Problem statement. Gather all lines in the data that hold the string "TextSize".

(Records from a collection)
■ ■ ■ ■ ■

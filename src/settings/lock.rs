//! Named async mutex
//!
//! Writers to the same key are queued in arrival order, writers to different
//! keys never wait on each other.

use std::collections::HashMap;
use std::future::Future;
use std::sync::{Arc, Mutex};

#[derive(Debug, Default, Clone)]
pub struct KeyedLock {
    locks: Arc<Mutex<HashMap<String, Arc<tokio::sync::Mutex<()>>>>>,
}

impl KeyedLock {
    pub fn new() -> Self {
        Self::default()
    }

    fn entry(&self, key: &str) -> Arc<tokio::sync::Mutex<()>> {
        match self.locks.lock() {
            Ok(mut locks) => locks.entry(key.to_string()).or_default().clone(),
            // Poisoned map: fall back to an unshared lock rather than panic
            Err(_) => Arc::new(tokio::sync::Mutex::new(())),
        }
    }

    /// Run `f` while holding the lock named `key`
    pub async fn unlocking<F, Fut, T>(&self, key: &str, f: F) -> T
    where
        F: FnOnce() -> Fut,
        Fut: Future<Output = T>,
    {
        let lock = self.entry(key);
        let result = {
            let _guard = lock.lock().await;
            f().await
        };
        self.release(key, lock);
        result
    }

    /// Blocking form of [`KeyedLock::unlocking`] for threads outside the runtime
    pub fn blocking_unlocking<T>(&self, key: &str, f: impl FnOnce() -> T) -> T {
        let lock = self.entry(key);
        let result = {
            let _guard = lock.blocking_lock();
            f()
        };
        self.release(key, lock);
        result
    }

    fn release(&self, key: &str, lock: Arc<tokio::sync::Mutex<()>>) {
        if let Ok(mut locks) = self.locks.lock() {
            // map + our handle: nobody else is queued on this key
            if Arc::strong_count(&lock) <= 2 {
                locks.remove(key);
            }
        }
    }

    #[cfg(test)]
    pub fn active_keys(&self) -> usize {
        self.locks.lock().map(|l| l.len()).unwrap_or(0)
    }
}
//! Operator command lines read by the controller

use anyhow::{anyhow, bail, Context, Result};
use chrono::{DateTime, Utc};
use serde_json::Value;

use crate::screen::{BackgroundKind, EffectTarget, EffectType, ScreenId};

/// Content commands address one screen or every selected screen
#[derive(Debug, Clone, Copy, PartialEq, Eq)]
pub enum Target {
    Screen(ScreenId),
    Selected,
}

#[derive(Debug, Clone, PartialEq)]
pub enum Command {
    Add,
    Delete(ScreenId),
    Show(ScreenId),
    Hide(ScreenId),
    Color(ScreenId, Option<String>),
    Select(ScreenId, bool),
    Display(ScreenId, u32),
    Slide {
        target: Target,
        path: String,
        width: u32,
        height: u32,
    },
    Background {
        target: Target,
        kind: BackgroundKind,
        src: String,
    },
    Bible {
        target: Target,
        text: String,
    },
    Marquee {
        target: Target,
        text: Option<String>,
    },
    Countdown {
        target: Target,
        date_time: Option<DateTime<Utc>>,
    },
    Scroll(ScreenId, f64),
    Verse(ScreenId, Option<String>),
    Effect(ScreenId, EffectTarget, EffectType),
    Drop(ScreenId, Value),
    PdfFullWidth(bool),
    TextSize(u32),
    Clear(Target),
    Sync(ScreenId),
    List,
    Help,
    Quit,
}

pub const HELP: &str = "\
commands:
  add                                 add a screen on the smallest free id
  delete <id>                         clear, hide and remove a screen
  show <id> | hide <id>               show or hide the screen window
  color <id> <name|none>              join or leave a sync group
  select <id> <on|off>                mark for bulk commands ('selected' target)
  display <id> <display-id>           move the screen to another display
  slide <target> <path> <w> <h>       project an html slide
  bg <target> <color|image|video> <src>   set background (same src again clears)
  bible <target> <text>               project a full-text passage
  marquee <target> <text|none>        scrolling alert text
  countdown <target> <rfc3339|none>   countdown alert
  scroll <id> <0..1>                  scroll the full-text view
  verse <id> <key|none>               highlight a verse
  effect <id> <background|slide|foreground> <none|fade|move|zoom>
  drop <id> <json>                    apply a drag-and-drop payload
  pdf-full-width <on|off>             global pdf slide layout
  text-size <px>                      global full-text font size
  clear <target>                      clear every overlay
  sync <id>                           re-broadcast a screen's state
  list | help | quit
<target> is a screen id or 'selected'";

fn screen_id(arg: Option<&&str>) -> Result<ScreenId> {
    let arg = arg.ok_or_else(|| anyhow!("missing screen id"))?;
    arg.parse()
        .with_context(|| format!("invalid screen id '{arg}'"))
}

fn target(arg: Option<&&str>) -> Result<Target> {
    match arg {
        Some(&"selected") => Ok(Target::Selected),
        other => screen_id(other).map(Target::Screen),
    }
}

fn number<T: std::str::FromStr>(arg: Option<&&str>, what: &str) -> Result<T> {
    let arg = arg.ok_or_else(|| anyhow!("missing {what}"))?;
    arg.parse()
        .map_err(|_| anyhow!("invalid {what} '{arg}'"))
}

fn switch(arg: Option<&&str>) -> Result<bool> {
    match arg {
        Some(&"on") | Some(&"true") => Ok(true),
        Some(&"off") | Some(&"false") => Ok(false),
        Some(other) => bail!("expected on/off, got '{other}'"),
        None => bail!("missing on/off"),
    }
}

/// Everything after the first `skip` words, `none` meaning absent
fn rest(args: &[&str], skip: usize, what: &str) -> Result<Option<String>> {
    let text = args.get(skip..).unwrap_or_default().join(" ");
    match text.as_str() {
        "" => bail!("missing {what}"),
        "none" => Ok(None),
        _ => Ok(Some(text)),
    }
}

pub fn parse(line: &str) -> Result<Command> {
    let parts: Vec<&str> = line.split_whitespace().collect();
    let (cmd, args) = parts
        .split_first()
        .ok_or_else(|| anyhow!("empty command"))?;

    let command = match *cmd {
        "add" => Command::Add,
        "delete" => Command::Delete(screen_id(args.first())?),
        "show" => Command::Show(screen_id(args.first())?),
        "hide" => Command::Hide(screen_id(args.first())?),
        "color" => Command::Color(screen_id(args.first())?, rest(args, 1, "color")?),
        "select" => Command::Select(screen_id(args.first())?, switch(args.get(1))?),
        "display" => Command::Display(screen_id(args.first())?, number(args.get(1), "display id")?),
        "slide" => Command::Slide {
            target: target(args.first())?,
            path: args
                .get(1)
                .map(|p| p.to_string())
                .ok_or_else(|| anyhow!("missing slide path"))?,
            width: number(args.get(2), "width")?,
            height: number(args.get(3), "height")?,
        },
        "bg" => {
            let kind_name = args.get(1).ok_or_else(|| anyhow!("missing background type"))?;
            Command::Background {
                target: target(args.first())?,
                kind: BackgroundKind::parse(kind_name)
                    .ok_or_else(|| anyhow!("unknown background type '{kind_name}'"))?,
                src: rest(args, 2, "background src")?
                    .ok_or_else(|| anyhow!("background src cannot be 'none'"))?,
            }
        }
        "bible" => Command::Bible {
            target: target(args.first())?,
            text: rest(args, 1, "text")?.ok_or_else(|| anyhow!("use 'clear' to remove text"))?,
        },
        "marquee" => Command::Marquee {
            target: target(args.first())?,
            text: rest(args, 1, "marquee text")?,
        },
        "countdown" => {
            let date_time = match rest(args, 1, "countdown time")? {
                Some(text) => Some(
                    DateTime::parse_from_rfc3339(&text)
                        .with_context(|| format!("invalid countdown time '{text}'"))?
                        .with_timezone(&Utc),
                ),
                None => None,
            };
            Command::Countdown {
                target: target(args.first())?,
                date_time,
            }
        }
        "scroll" => {
            let scroll: f64 = number(args.get(1), "scroll position")?;
            if !(0.0..=1.0).contains(&scroll) {
                bail!("scroll position must be within 0..1");
            }
            Command::Scroll(screen_id(args.first())?, scroll)
        }
        "verse" => Command::Verse(screen_id(args.first())?, rest(args, 1, "verse key")?),
        "effect" => {
            let target_name = args.get(1).ok_or_else(|| anyhow!("missing effect target"))?;
            let effect_name = args.get(2).ok_or_else(|| anyhow!("missing effect name"))?;
            Command::Effect(
                screen_id(args.first())?,
                EffectTarget::parse(target_name)
                    .ok_or_else(|| anyhow!("unknown effect target '{target_name}'"))?,
                EffectType::parse(effect_name)
                    .ok_or_else(|| anyhow!("unknown effect '{effect_name}'"))?,
            )
        }
        "drop" => {
            let json = rest(args, 1, "drop payload")?.unwrap_or_default();
            Command::Drop(
                screen_id(args.first())?,
                serde_json::from_str(&json).context("drop payload is not JSON")?,
            )
        }
        "pdf-full-width" => Command::PdfFullWidth(switch(args.first())?),
        "text-size" => Command::TextSize(number(args.first(), "font size")?),
        "clear" => Command::Clear(target(args.first())?),
        "sync" => Command::Sync(screen_id(args.first())?),
        "list" => Command::List,
        "help" => Command::Help,
        "quit" | "exit" => Command::Quit,
        other => bail!("unknown command '{other}', try 'help'"),
    };
    Ok(command)
}

#[cfg(test)]
mod tests {
    use super::*;
    use serde_json::json;

    #[test]
    fn test_screen_commands() {
        assert_eq!(parse("add").unwrap(), Command::Add);
        assert_eq!(parse("  delete   3 ").unwrap(), Command::Delete(3));
        assert_eq!(parse("show 1").unwrap(), Command::Show(1));
        assert_eq!(parse("select 2 on").unwrap(), Command::Select(2, true));
        assert_eq!(parse("display 0 2").unwrap(), Command::Display(0, 2));
        assert_eq!(parse("quit").unwrap(), Command::Quit);
    }

    #[test]
    fn test_color_none_leaves_group() {
        assert_eq!(
            parse("color 0 red").unwrap(),
            Command::Color(0, Some("red".to_string()))
        );
        assert_eq!(parse("color 0 none").unwrap(), Command::Color(0, None));
        assert!(parse("color 0").is_err());
    }

    #[test]
    fn test_selected_target() {
        assert_eq!(parse("clear selected").unwrap(), Command::Clear(Target::Selected));
        assert_eq!(
            parse("marquee 1 Service starts soon").unwrap(),
            Command::Marquee {
                target: Target::Screen(1),
                text: Some("Service starts soon".to_string()),
            }
        );
    }

    #[test]
    fn test_slide_and_background() {
        assert_eq!(
            parse("slide selected /decks/a.slides 1280 720").unwrap(),
            Command::Slide {
                target: Target::Selected,
                path: "/decks/a.slides".to_string(),
                width: 1280,
                height: 720,
            }
        );
        assert_eq!(
            parse("bg 0 color #000000").unwrap(),
            Command::Background {
                target: Target::Screen(0),
                kind: BackgroundKind::Color,
                src: "#000000".to_string(),
            }
        );
        assert!(parse("bg 0 gif a.gif").is_err());
    }

    #[test]
    fn test_countdown_parses_rfc3339() {
        let Command::Countdown { date_time, .. } =
            parse("countdown 0 2026-01-04T10:30:00+02:00").unwrap()
        else {
            panic!("expected countdown");
        };
        assert_eq!(
            date_time.unwrap().to_rfc3339(),
            "2026-01-04T08:30:00+00:00"
        );
        assert!(parse("countdown 0 tomorrow").is_err());
    }

    #[test]
    fn test_effect_and_drop() {
        assert_eq!(
            parse("effect 1 slide zoom").unwrap(),
            Command::Effect(1, EffectTarget::Slide, EffectType::Zoom)
        );
        assert!(parse("effect 1 slide spin").is_err());
        assert_eq!(
            parse(r##"drop 0 {"type": "background-color", "item": "#ff0000"}"##).unwrap(),
            Command::Drop(0, json!({"type": "background-color", "item": "#ff0000"}))
        );
    }

    #[test]
    fn test_rejects_bad_input() {
        assert!(parse("").is_err());
        assert!(parse("teleport 1").is_err());
        assert!(parse("show x").is_err());
        assert!(parse("scroll 0 1.5").is_err());
    }
}
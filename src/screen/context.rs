//! Collaborators every screen manager reaches through
//!
//! A [`ScreenContext`] is cloned into each manager instead of living in
//! globals, so a registry (and its tests) can be built against any store,
//! bus, display host and clock.

use std::sync::Arc;
use std::time::Duration;
use tracing::trace;

use super::types::ScreenMessage;
use crate::bus::{SharedDisplayController, SharedMessageBus};
use crate::constants::{channels, timing};
use crate::error::{LogErrorReporter, SharedErrorReporter};
use crate::events::ClassEventHub;
use crate::settings::SharedSettingStore;
use crate::time_source::{RealTimeSource, SharedTimeSource};

/// Which side of the bus this process is on
#[derive(Debug, Clone, Copy, PartialEq, Eq)]
pub enum ProcessRole {
    /// Owns the authoritative state and broadcasts every change
    Controller,
    /// Mirrors state from inbound messages and never broadcasts
    Renderer,
}

#[derive(Clone)]
pub struct ScreenContext {
    pub store: SharedSettingStore,
    pub bus: SharedMessageBus,
    pub displays: SharedDisplayController,
    pub clock: SharedTimeSource,
    pub errors: SharedErrorReporter,
    pub class_events: Arc<ClassEventHub>,
    pub scroll_mute: Duration,
    pub role: ProcessRole,
}

impl std::fmt::Debug for ScreenContext {
    fn fmt(&self, f: &mut std::fmt::Formatter<'_>) -> std::fmt::Result {
        f.debug_struct("ScreenContext")
            .field("role", &self.role)
            .field("scroll_mute", &self.scroll_mute)
            .finish_non_exhaustive()
    }
}

impl ScreenContext {
    pub fn new(
        store: SharedSettingStore,
        bus: SharedMessageBus,
        displays: SharedDisplayController,
    ) -> Self {
        Self {
            store,
            bus,
            displays,
            clock: RealTimeSource::shared(),
            errors: Arc::new(LogErrorReporter),
            class_events: Arc::new(ClassEventHub::new()),
            scroll_mute: Duration::from_millis(timing::SCROLL_MUTE_MS),
            role: ProcessRole::Controller,
        }
    }

    pub fn with_clock(mut self, clock: SharedTimeSource) -> Self {
        self.clock = clock;
        self
    }

    pub fn with_errors(mut self, errors: SharedErrorReporter) -> Self {
        self.errors = errors;
        self
    }

    pub fn with_scroll_mute(mut self, scroll_mute: Duration) -> Self {
        self.scroll_mute = scroll_mute;
        self
    }

    pub fn with_role(mut self, role: ProcessRole) -> Self {
        self.role = role;
        self
    }

    /// Send a sync message to renderer windows. Renderers only ever apply
    /// what they receive, which keeps cross-process traffic acyclic.
    pub fn broadcast(&self, message: &ScreenMessage) {
        if self.role == ProcessRole::Renderer {
            return;
        }
        match serde_json::to_value(message) {
            Ok(payload) => {
                trace!(screen_id = message.screen_id, kind = %message.message_type, "Broadcasting");
                self.bus.send_data(channels::SCREEN_SYNC, payload);
            }
            Err(e) => self.report(anyhow::Error::new(e).context("Failed to encode sync message")),
        }
    }

    pub fn report(&self, err: anyhow::Error) {
        self.errors.report(&err);
    }
}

■ ■ ■ ■ ■

Answer to this problem.
    TextSize(u32),
        "text-size" => Command::TextSize(number(args.first(), "font size")?),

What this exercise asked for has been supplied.